**Your task**
Your task is to copy the lines of the data below from the line holding "let reached = bus.publish(MinerEvent::TaskVerified" through the line holding "is the contract;", inclusive, exactly and with nothing added.

**Provided information**
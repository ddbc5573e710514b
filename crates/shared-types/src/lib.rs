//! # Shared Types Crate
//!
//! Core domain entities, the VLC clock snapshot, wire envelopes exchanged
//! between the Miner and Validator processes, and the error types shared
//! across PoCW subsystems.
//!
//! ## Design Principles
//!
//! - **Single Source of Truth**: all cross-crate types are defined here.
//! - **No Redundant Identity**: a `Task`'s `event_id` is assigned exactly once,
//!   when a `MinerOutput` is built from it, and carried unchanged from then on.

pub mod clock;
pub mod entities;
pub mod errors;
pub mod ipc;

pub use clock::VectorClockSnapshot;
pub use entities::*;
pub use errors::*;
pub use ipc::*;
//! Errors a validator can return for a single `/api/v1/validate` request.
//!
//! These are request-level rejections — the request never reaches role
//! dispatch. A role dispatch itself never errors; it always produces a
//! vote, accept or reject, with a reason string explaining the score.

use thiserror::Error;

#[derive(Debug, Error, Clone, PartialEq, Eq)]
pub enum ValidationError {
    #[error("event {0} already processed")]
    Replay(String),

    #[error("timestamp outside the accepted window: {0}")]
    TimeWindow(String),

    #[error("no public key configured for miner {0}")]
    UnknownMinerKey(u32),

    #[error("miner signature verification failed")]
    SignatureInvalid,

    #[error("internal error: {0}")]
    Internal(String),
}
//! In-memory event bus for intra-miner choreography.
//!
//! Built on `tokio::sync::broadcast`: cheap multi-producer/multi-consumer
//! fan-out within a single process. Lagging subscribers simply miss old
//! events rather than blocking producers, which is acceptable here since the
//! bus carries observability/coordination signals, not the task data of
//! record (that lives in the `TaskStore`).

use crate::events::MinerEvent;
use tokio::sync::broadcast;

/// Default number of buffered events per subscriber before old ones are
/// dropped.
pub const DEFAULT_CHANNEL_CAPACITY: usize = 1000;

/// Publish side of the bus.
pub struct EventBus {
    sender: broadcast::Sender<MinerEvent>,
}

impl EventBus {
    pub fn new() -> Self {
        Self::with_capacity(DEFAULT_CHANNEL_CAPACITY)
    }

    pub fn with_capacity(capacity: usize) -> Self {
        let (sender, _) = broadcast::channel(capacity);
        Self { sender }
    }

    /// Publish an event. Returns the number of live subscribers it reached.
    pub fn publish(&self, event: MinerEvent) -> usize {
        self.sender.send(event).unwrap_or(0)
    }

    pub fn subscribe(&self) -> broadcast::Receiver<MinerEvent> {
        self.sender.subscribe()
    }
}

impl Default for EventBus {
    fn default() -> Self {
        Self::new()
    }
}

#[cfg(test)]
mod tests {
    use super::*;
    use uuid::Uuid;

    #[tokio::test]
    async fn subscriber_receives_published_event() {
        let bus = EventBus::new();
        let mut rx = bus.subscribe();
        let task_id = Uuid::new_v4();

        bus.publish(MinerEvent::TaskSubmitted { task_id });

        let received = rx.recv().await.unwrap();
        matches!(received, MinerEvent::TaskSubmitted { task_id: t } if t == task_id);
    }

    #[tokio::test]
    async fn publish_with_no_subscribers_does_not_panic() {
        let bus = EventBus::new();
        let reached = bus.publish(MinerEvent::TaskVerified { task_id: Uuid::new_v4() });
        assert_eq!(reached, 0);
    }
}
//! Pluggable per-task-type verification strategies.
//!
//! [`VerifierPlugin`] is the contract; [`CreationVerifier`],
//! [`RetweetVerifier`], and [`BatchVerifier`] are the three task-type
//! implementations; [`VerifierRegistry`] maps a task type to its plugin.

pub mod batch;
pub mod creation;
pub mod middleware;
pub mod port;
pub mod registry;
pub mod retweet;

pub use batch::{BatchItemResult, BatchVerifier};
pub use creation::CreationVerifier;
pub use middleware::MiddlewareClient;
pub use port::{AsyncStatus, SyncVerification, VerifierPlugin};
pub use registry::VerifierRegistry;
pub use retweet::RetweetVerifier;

--

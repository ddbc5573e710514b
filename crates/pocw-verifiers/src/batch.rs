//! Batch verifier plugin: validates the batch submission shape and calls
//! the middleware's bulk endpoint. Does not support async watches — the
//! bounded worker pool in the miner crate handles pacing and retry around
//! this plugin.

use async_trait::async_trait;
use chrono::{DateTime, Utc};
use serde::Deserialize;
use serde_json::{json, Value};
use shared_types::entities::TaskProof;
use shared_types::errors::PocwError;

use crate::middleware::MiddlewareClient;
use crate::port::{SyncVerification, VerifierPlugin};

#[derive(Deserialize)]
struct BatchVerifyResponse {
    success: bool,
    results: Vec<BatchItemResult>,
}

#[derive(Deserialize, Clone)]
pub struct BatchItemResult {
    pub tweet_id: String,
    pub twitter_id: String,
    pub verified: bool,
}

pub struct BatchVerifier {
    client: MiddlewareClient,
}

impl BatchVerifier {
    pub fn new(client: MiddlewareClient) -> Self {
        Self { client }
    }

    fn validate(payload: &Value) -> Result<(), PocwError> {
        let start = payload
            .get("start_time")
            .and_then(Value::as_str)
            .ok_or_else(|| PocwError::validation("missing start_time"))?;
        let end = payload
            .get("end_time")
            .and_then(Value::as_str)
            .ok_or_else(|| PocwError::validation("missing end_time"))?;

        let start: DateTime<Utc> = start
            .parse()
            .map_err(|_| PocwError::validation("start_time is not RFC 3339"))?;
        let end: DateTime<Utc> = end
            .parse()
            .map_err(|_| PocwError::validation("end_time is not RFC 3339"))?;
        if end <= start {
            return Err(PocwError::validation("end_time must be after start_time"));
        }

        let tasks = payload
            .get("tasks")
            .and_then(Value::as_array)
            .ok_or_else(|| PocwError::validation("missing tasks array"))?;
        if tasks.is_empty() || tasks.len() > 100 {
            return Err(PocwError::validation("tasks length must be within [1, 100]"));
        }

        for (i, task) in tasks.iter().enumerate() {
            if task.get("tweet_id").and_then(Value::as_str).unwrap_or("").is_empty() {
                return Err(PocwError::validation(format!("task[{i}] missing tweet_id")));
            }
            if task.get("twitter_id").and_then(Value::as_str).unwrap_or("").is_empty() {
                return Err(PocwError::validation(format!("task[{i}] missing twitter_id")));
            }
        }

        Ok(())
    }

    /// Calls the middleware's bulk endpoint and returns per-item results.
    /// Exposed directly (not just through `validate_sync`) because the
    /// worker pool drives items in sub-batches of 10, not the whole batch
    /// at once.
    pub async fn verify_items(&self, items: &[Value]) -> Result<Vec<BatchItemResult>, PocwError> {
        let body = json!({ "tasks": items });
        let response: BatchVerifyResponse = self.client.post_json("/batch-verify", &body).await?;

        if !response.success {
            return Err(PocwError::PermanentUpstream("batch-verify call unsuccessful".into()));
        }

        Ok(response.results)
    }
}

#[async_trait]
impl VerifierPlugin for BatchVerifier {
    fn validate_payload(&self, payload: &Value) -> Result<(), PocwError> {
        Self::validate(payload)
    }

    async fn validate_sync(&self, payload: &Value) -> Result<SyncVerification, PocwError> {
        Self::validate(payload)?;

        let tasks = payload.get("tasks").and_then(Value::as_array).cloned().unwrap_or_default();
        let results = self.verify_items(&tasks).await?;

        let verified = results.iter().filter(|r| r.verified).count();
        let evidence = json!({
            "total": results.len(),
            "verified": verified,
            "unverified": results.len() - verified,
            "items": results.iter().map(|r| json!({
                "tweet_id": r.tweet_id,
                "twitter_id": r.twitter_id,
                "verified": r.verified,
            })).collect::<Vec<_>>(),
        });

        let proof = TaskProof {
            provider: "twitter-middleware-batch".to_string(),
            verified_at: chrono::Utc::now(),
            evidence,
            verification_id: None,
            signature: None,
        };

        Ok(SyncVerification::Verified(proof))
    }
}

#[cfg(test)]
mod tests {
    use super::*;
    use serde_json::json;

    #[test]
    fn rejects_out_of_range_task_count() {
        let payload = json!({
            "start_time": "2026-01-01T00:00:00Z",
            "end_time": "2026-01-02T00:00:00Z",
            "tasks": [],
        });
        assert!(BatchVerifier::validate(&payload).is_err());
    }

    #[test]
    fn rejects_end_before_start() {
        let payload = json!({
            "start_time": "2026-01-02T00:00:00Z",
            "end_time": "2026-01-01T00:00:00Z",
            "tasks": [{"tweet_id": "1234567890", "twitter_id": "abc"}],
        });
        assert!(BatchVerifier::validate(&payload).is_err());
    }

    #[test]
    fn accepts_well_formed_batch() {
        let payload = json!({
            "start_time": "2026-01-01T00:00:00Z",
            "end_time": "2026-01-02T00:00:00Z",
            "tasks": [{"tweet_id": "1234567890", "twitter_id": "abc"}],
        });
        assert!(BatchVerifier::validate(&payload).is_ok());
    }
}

**Answer for this exercise**
        let reached = bus.publish(MinerEvent::TaskVerified { task_id: Uuid::new_v4() });
        assert_eq!(reached, 0);
    }
}
//! Pluggable per-task-type verification strategies.
//!
//! [`VerifierPlugin`] is the contract; [`CreationVerifier`],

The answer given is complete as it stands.